At 24 minutes in length (which was almost unheard of at the time), 'Le Voyage à travers l'impossible' was no doubt heavily inspired by its more famous predecessor, as well as Jules Verne and Adolphe d'Ennery's play of the same name. The version of the film most commonly viewed nowadays (featured on the "Landmarks of Early Film – Volume 2" DVD) features a hand-coloured print, supplemented with narration penned by Méliès himself.

Like most of Méliès' films, the narrative is played out like a stage play, with the story usually divided into various distinct one-take scenes, the camera settled at a distance from the action. The first few minutes of the film are concerned with organising this "impossible voyage," which will entail the use of every known means of locomotion – including trains, automobiles, dirigible balloons, submarines and boats. An engineer (played, I believe, by the director himself) explains his extraordinary plans to the members of a geographic society, who meet his proposal with wholehearted enthusiasm. The voyage itself is an unparalleled triumph of early visual effects. The members of the expedition are first whisked away in a fast-moving train, which is particularly significant in that, at the time, the train was seen as an invention that could take you anywhere. 'Le Voyage à travers l'impossible' takes this idea to the literal extreme, symbolic of the ever-expanding possibilities of the era.

That iconic image of the scientists' rocket piercing the eye of the Man on the Moon has permanently become engrained in the minds of film-goers. In this film, we meet the Sun, who unexpectedly comes face-to-face with a flying locomotive. The gradual emergence of the Sun from behind the shifting clouds is a genuinely beautiful sight, and the face which comprises it is infinitely more pleasant than the nasty, ugly brute from a later Méliès film, 'L' Éclipse du soleil en pleine lune / The Eclipse: Courtship of the Sun and Moon (1907).' Letting out a wide yawn to welcome in the new day, the Sun is understandably startled when the expedition's soaring train enters its outstretched mouth, and he proceeds to cough trails of flame.

On the surface of the Sun, the engineer and his band of fellow travellers set out to explore this strange new landscape, before the rising of the Sun precipitates a drastic rise in temperature (sounds unusual, but you'll have to suspend belief with this dubious logic). As all the explorers clamber into a specially-made icebox to cool down, all but the engineer are frozen into a block of solid ice. Rescued from a frosty fate by the leader of the expedition (who shrewdly decides to light a fire), the team tumbles into their only remaining means of travel – a submarine – and launch themselves off the face of the Sun and into the depths of the ocean.

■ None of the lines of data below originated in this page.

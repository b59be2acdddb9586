use std::collections::HashSet;
use std::fmt;
use std::str::FromStr;

use serde::{Deserialize, Serialize};

use crate::error::QuestionError;

/// Difficulty tier. The derived ordering (Easy < Medium < Hard) drives transitions.
#[derive(
    Debug, Clone, Copy, PartialEq, Eq, Hash, PartialOrd, Ord, Serialize, Deserialize,
    strum_macros::Display,
)]
#[serde(into = "String", from = "String")]
pub enum Difficulty {
    Easy,
    Medium,
    Hard,
}

impl Difficulty {
    pub const ALL: [Difficulty; 3] = [Difficulty::Easy, Difficulty::Medium, Difficulty::Hard];

    /// One step up, saturating at Hard.
    pub fn harder(self) -> Self {
        match self {
            Difficulty::Easy => Difficulty::Medium,
            Difficulty::Medium | Difficulty::Hard => Difficulty::Hard,
        }
    }

    /// One step down, saturating at Easy.
    pub fn easier(self) -> Self {
        match self {
            Difficulty::Hard => Difficulty::Medium,
            Difficulty::Medium | Difficulty::Easy => Difficulty::Easy,
        }
    }

    /// Starting selection weight for questions of this tier.
    pub fn base_weight(self) -> f64 {
        match self {
            Difficulty::Easy => 1.0,
            Difficulty::Medium => 1.5,
            Difficulty::Hard => 2.0,
        }
    }
}

impl FromStr for Difficulty {
    type Err = std::convert::Infallible;

    /// Case-insensitive; anything unrecognised parses as Easy.
    fn from_str(s: &str) -> Result<Self, Self::Err> {
        Ok(match s.trim().to_lowercase().as_str() {
            "medium" => Difficulty::Medium,
            "hard" => Difficulty::Hard,
            _ => Difficulty::Easy,
        })
    }
}

impl From<String> for Difficulty {
    fn from(s: String) -> Self {
        s.parse().unwrap_or(Difficulty::Easy)
    }
}

impl From<Difficulty> for String {
    fn from(d: Difficulty) -> Self {
        d.to_string()
    }
}

#[derive(Debug, Clone, Copy, PartialEq, Eq, Hash, Default, Serialize, Deserialize)]
#[serde(into = "String", from = "String")]
pub enum QuestionKind {
    #[default]
    MultipleChoice,
    TrueFalse,
}

impl QuestionKind {
    pub fn as_str(self) -> &'static str {
        match self {
            QuestionKind::MultipleChoice => "multiple",
            QuestionKind::TrueFalse => "boolean",
        }
    }
}

impl fmt::Display for QuestionKind {
    fn fmt(&self, f: &mut fmt::Formatter<'_>) -> fmt::Result {
        f.write_str(self.as_str())
    }
}

impl From<String> for QuestionKind {
    fn from(s: String) -> Self {
        if s.eq_ignore_ascii_case("boolean") {
            QuestionKind::TrueFalse
        } else {
            QuestionKind::MultipleChoice
        }
    }
}

impl From<QuestionKind> for String {
    fn from(k: QuestionKind) -> Self {
        k.as_str().to_string()
    }
}

/// A quiz question: immutable content plus the per-session answer state.
#[derive(Debug, Clone, PartialEq, Eq)]
pub struct Question {
    prompt: String,
    options: Vec<String>,
    correct_answer: String,
    difficulty: Difficulty,
    kind: QuestionKind,
    answered: bool,
    user_answer: String,
    time_spent: u64,
}

impl Question {
    /// Builds a multiple-choice question, checking that the options are
    /// non-empty, unique, and contain the correct answer.
    pub fn new(
        prompt: impl Into<String>,
        options: Vec<String>,
        correct_answer: impl Into<String>,
        difficulty: Difficulty,
    ) -> Result<Self, QuestionError> {
        Self::with_kind(
            prompt,
            options,
            correct_answer,
            difficulty,
            QuestionKind::MultipleChoice,
        )
    }

    pub fn with_kind(
        prompt: impl Into<String>,
        options: Vec<String>,
        correct_answer: impl Into<String>,
        difficulty: Difficulty,
        kind: QuestionKind,
    ) -> Result<Self, QuestionError> {
        let correct_answer = correct_answer.into();
        validate_options(&options, &correct_answer)?;

        Ok(Self {
            prompt: prompt.into(),
            options,
            correct_answer,
            difficulty,
            kind,
            answered: false,
            user_answer: String::new(),
            time_spent: 0,
        })
    }

    pub fn true_false(prompt: impl Into<String>, correct: bool, difficulty: Difficulty) -> Self {
        Self {
            prompt: prompt.into(),
            options: vec!["True".to_string(), "False".to_string()],
            correct_answer: if correct { "True" } else { "False" }.to_string(),
            difficulty,
            kind: QuestionKind::TrueFalse,
            answered: false,
            user_answer: String::new(),
            time_spent: 0,
        }
    }

    pub fn prompt(&self) -> &str {
        &self.prompt
    }

    pub fn options(&self) -> &[String] {
        &self.options
    }

    pub fn correct_answer(&self) -> &str {
        &self.correct_answer
    }

    pub fn difficulty(&self) -> Difficulty {
        self.difficulty
    }

    pub fn kind(&self) -> QuestionKind {
        self.kind
    }

    pub fn is_answered(&self) -> bool {
        self.answered
    }

    /// Empty while unanswered.
    pub fn user_answer(&self) -> &str {
        &self.user_answer
    }

    /// Exact, case-sensitive match against the correct answer.
    pub fn is_correct(&self) -> bool {
        self.answered && self.user_answer == self.correct_answer
    }

    /// Seconds spent before the answer was submitted.
    pub fn time_spent(&self) -> u64 {
        self.time_spent
    }

    /// Records a submitted answer and the time it took.
    pub fn submit(&mut self, answer: impl Into<String>, time_spent: u64) {
        self.user_answer = answer.into();
        self.answered = true;
        self.time_spent = time_spent;
    }

    /// Back to unanswered. The recorded time is kept.
    pub fn clear(&mut self) {
        self.user_answer.clear();
        self.answered = false;
    }

    pub fn to_record(&self) -> QuestionRecord {
        QuestionRecord::from(self)
    }
}

fn validate_options(options: &[String], correct_answer: &str) -> Result<(), QuestionError> {
    if options.is_empty() {
        return Err(QuestionError::NoOptions);
    }

    let mut seen = HashSet::with_capacity(options.len());
    for option in options {
        if !seen.insert(option.as_str()) {
            return Err(QuestionError::DuplicateOption(option.clone()));
        }
    }

    if !seen.contains(correct_answer) {
        return Err(QuestionError::CorrectAnswerMissing(correct_answer.to_string()));
    }

    Ok(())
}

/// Persisted shape of a question. Optional answer-state fields default when missing.
#[derive(Debug, Clone, PartialEq, Serialize, Deserialize)]
#[serde(rename_all = "camelCase")]
pub struct QuestionRecord {
    pub question: String,
    pub correct_answer: String,
    #[serde(default = "default_difficulty")]
    pub difficulty: Difficulty,
    #[serde(rename = "type", default)]
    pub kind: QuestionKind,
    #[serde(default)]
    pub answered: bool,
    #[serde(default)]
    pub user_answer: String,
    #[serde(default)]
    pub time_spent: u64,
    #[serde(default)]
    pub options: Vec<String>,
}

fn default_difficulty() -> Difficulty {
    Difficulty::Easy
}

impl From<&Question> for QuestionRecord {
    fn from(q: &Question) -> Self {
        Self {
            question: q.prompt.clone(),
            correct_answer: q.correct_answer.clone(),
            difficulty: q.difficulty,
            kind: q.kind,
            answered: q.answered,
            user_answer: q.user_answer.clone(),
            time_spent: q.time_spent,
            options: q.options.clone(),
        }
    }
}

impl TryFrom<QuestionRecord> for Question {
    type Error = QuestionError;

    fn try_from(record: QuestionRecord) -> Result<Self, Self::Error> {
        let mut question = Question::with_kind(
            record.question,
            record.options,
            record.correct_answer,
            record.difficulty,
            record.kind,
        )?;
        question.user_answer = record.user_answer;
        question.answered = record.answered;
        question.time_spent = record.time_spent;
        Ok(question)
    }
}
use std::error::Error;
use std::path::PathBuf;
use std::sync::mpsc::Receiver;
use std::sync::Arc;
use std::time::Duration;

use clap::{Args, Parser, Subcommand};
use quizwise::config::{Config, ConfigOverrides, ConfigStore, FileConfigStore};
use quizwise::runtime::{FixedTicker, InputEvent, LineCommandSource, Runner};
use quizwise::source::{
    fetch_with_fallback, LocalBank, QuestionSource, QuizType, TriviaFileSource,
};
use quizwise::store::{FileQuizStore, QuizResults, QuizStore};
use quizwise::{QuizEvent, QuizSession};
use tracing::warn;
use tracing_subscriber::EnvFilter;

/// adaptive quiz in the terminal
#[derive(Parser, Debug)]
#[clap(
    version,
    about,
    long_about = "An adaptive quiz that raises or lowers question difficulty from your answer streaks and picks the next question from how you are doing."
)]
pub struct Cli {
    #[clap(subcommand)]
    command: Option<Commands>,
}

#[derive(Subcommand, Debug)]
enum Commands {
    /// take a quiz (the default)
    Play(PlayArgs),
    /// list saved custom quizzes
    List(DataDirArgs),
    /// show the last quiz results
    Results(DataDirArgs),
    /// list built-in question banks
    Banks,
}

#[derive(Args, Debug, Default)]
struct DataDirArgs {
    /// directory holding custom quizzes and results
    #[clap(long)]
    data_dir: Option<PathBuf>,
}

#[derive(Args, Debug, Default)]
struct PlayArgs {
    /// general, cpp_dsa, current_affairs or custom:<name>
    #[clap(short = 't', long)]
    quiz_type: Option<QuizType>,

    /// number of questions to request
    #[clap(short = 'n', long)]
    count: Option<usize>,

    /// quiz length in seconds
    #[clap(short = 'd', long)]
    duration: Option<u64>,

    /// fix the question selection order
    #[clap(long)]
    seed: Option<u64>,

    /// read general questions from an open-trivia JSON file
    #[clap(long)]
    trivia_file: Option<PathBuf>,

    /// remember these options as the new defaults
    #[clap(long)]
    save: bool,

    #[clap(flatten)]
    data: DataDirArgs,
}

impl PlayArgs {
    fn overrides(&self) -> ConfigOverrides {
        ConfigOverrides {
            initial_duration_secs: self.duration,
            question_count: self.count,
            quiz_type: self.quiz_type.as_ref().map(QuizType::to_string),
            seed: self.seed,
        }
    }
}

fn open_store(args: &DataDirArgs) -> Result<FileQuizStore, Box<dyn Error>> {
    Ok(match &args.data_dir {
        Some(dir) => FileQuizStore::with_dir(dir),
        None => FileQuizStore::new()?,
    })
}

const DEFAULT_LOG_FILTER: &str = "quizwise=info";

/// `RUST_LOG` when it is set and parses, otherwise `quizwise=info`.
fn log_filter(rust_log: Option<&str>) -> EnvFilter {
    rust_log
        .and_then(|directives| EnvFilter::try_new(directives).ok())
        .unwrap_or_else(|| EnvFilter::new(DEFAULT_LOG_FILTER))
}

fn main() -> Result<(), Box<dyn Error>> {
    let rust_log = std::env::var(EnvFilter::DEFAULT_ENV).ok();
    tracing_subscriber::fmt()
        .with_env_filter(log_filter(rust_log.as_deref()))
        .with_writer(std::io::stderr)
        .init();

    let cli = Cli::parse();

    match cli.command.unwrap_or(Commands::Play(PlayArgs::default())) {
        Commands::Play(args) => play(args),
        Commands::List(args) => {
            let names = open_store(&args)?.list_quizzes();
            if names.is_empty() {
                println!("no custom quizzes saved");
            }
            for name in names {
                println!("{name}");
            }
            Ok(())
        }
        Commands::Results(args) => {
            match open_store(&args)?.load_results() {
                Some(results) => print_results(&results),
                None => println!("no results yet"),
            }
            Ok(())
        }
        Commands::Banks => {
            for (tag, count) in LocalBank::catalog() {
                println!("{tag:<16} {count:>3} questions");
            }
            Ok(())
        }
    }
}

fn play(args: PlayArgs) -> Result<(), Box<dyn Error>> {
    let config_store = FileConfigStore::new();
    let config: Config = config_store.load().with_overrides(args.overrides());
    if args.save {
        config_store.save(&config)?;
    }

    let quiz_type = config.quiz_type.parse::<QuizType>().unwrap_or_else(|e| {
        warn!("{e}, using general");
        QuizType::General
    });
    let store = open_store(&args.data)?;

    let mut session = QuizSession::new(&config, Box::new(store));
    let events = session.subscribe();

    let started = match (&quiz_type, quiz_type.request(config.question_count)) {
        (QuizType::Custom(name), _) => session.load_custom(name),
        (_, Some(request)) => {
            let ticket = session.begin_fetch();
            let source: Arc<dyn QuestionSource> = match &args.trivia_file {
                Some(path) => Arc::new(TriviaFileSource::new(path)),
                None => Arc::new(LocalBank::new()),
            };
            let questions = fetch_with_fallback(
                source,
                request,
                Duration::from_secs(config.fetch_timeout_secs),
                quiz_type.fallback_bank(),
            );
            session.complete_fetch(ticket, questions)
        }
        (_, None) => false,
    };
    if !started {
        println!("no questions available for {quiz_type}");
        return Ok(());
    }

    println!("answer with an option number or its text; n/p next/previous, g <i> jump, s pick for me, c clear, pause/resume, q quit");
    render(&events, &session);

    let runner = Runner::new(LineCommandSource::stdin(), FixedTicker::every_second());
    runner.drive(&mut session, |event, session| {
        if let InputEvent::Closed = event {
            println!("input closed");
        }
        render(&events, session);
    });

    print_results(&session.results());
    Ok(())
}

/// Prints whatever the session reported since the last call.
fn render(events: &Receiver<QuizEvent>, session: &QuizSession) {
    for event in events.try_iter() {
        match event {
            QuizEvent::QuestionChanged(index) => print_question(session, index),
            QuizEvent::AnswerSubmitted { correct, .. } => {
                println!("{}", if correct { "correct" } else { "wrong" });
            }
            QuizEvent::DifficultyChanged(d) => println!("difficulty is now {d}"),
            QuizEvent::TimeUpdated(secs) if secs > 0 && secs % 60 == 0 => {
                println!("{} min left", secs / 60);
            }
            QuizEvent::Paused => println!("paused"),
            QuizEvent::Resumed => println!("resumed"),
            QuizEvent::Finished => println!("quiz finished"),
            _ => {}
        }
    }
}

fn print_question(session: &QuizSession, index: usize) {
    let Some(question) = session.questions().get(index) else {
        return;
    };
    println!(
        "\n[{}/{}] ({}) {}",
        index + 1,
        session.total_questions(),
        question.difficulty(),
        question.prompt()
    );
    for (i, option) in question.options().iter().enumerate() {
        println!("  {}) {option}", i + 1);
    }
    if question.is_answered() {
        println!("  answered: {}", question.user_answer());
    }
}

fn print_results(results: &QuizResults) {
    println!("\n{}", results.timestamp);
    println!(
        "answered {}/{}, correct {} ({:.0}%), {:.1}s per question",
        results.answered_count,
        results.total_questions,
        results.correct_count,
        results.overall_accuracy,
        results.average_time
    );
    for (difficulty, stats) in &results.difficulty_stats {
        if stats.attempts > 0 {
            println!(
                "  {difficulty}: {}/{} correct",
                stats.correct, stats.attempts
            );
        }
    }
}
// Library surface for the CLI and for headless/integration tests.
pub mod app_dirs;
pub mod config;
pub mod difficulty;
pub mod error;
pub mod performance;
pub mod question;
pub mod runtime;
pub mod selector;
pub mod session;
pub mod source;
pub mod store;
pub mod util;

pub use error::{QuestionError, QuizError, SourceError, StoreError};
pub use question::{Difficulty, Question, QuestionKind};
pub use session::{QuizEvent, QuizSession};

Some viewers may find it difficult to accept this film's questionable take on science and logic, but this all adds to the charm of it. Méliès – a master of magician's tricks, puffs of smoke and impossible disappearances – was never concerned with reality, but with transporting his audiences into a world quite unlike their own. In an era where so many directors were neither daring nor imaginative enough to make the impossible happen on screen, 'Le Voyage à travers l'impossible' is the pinnacle of early film-making.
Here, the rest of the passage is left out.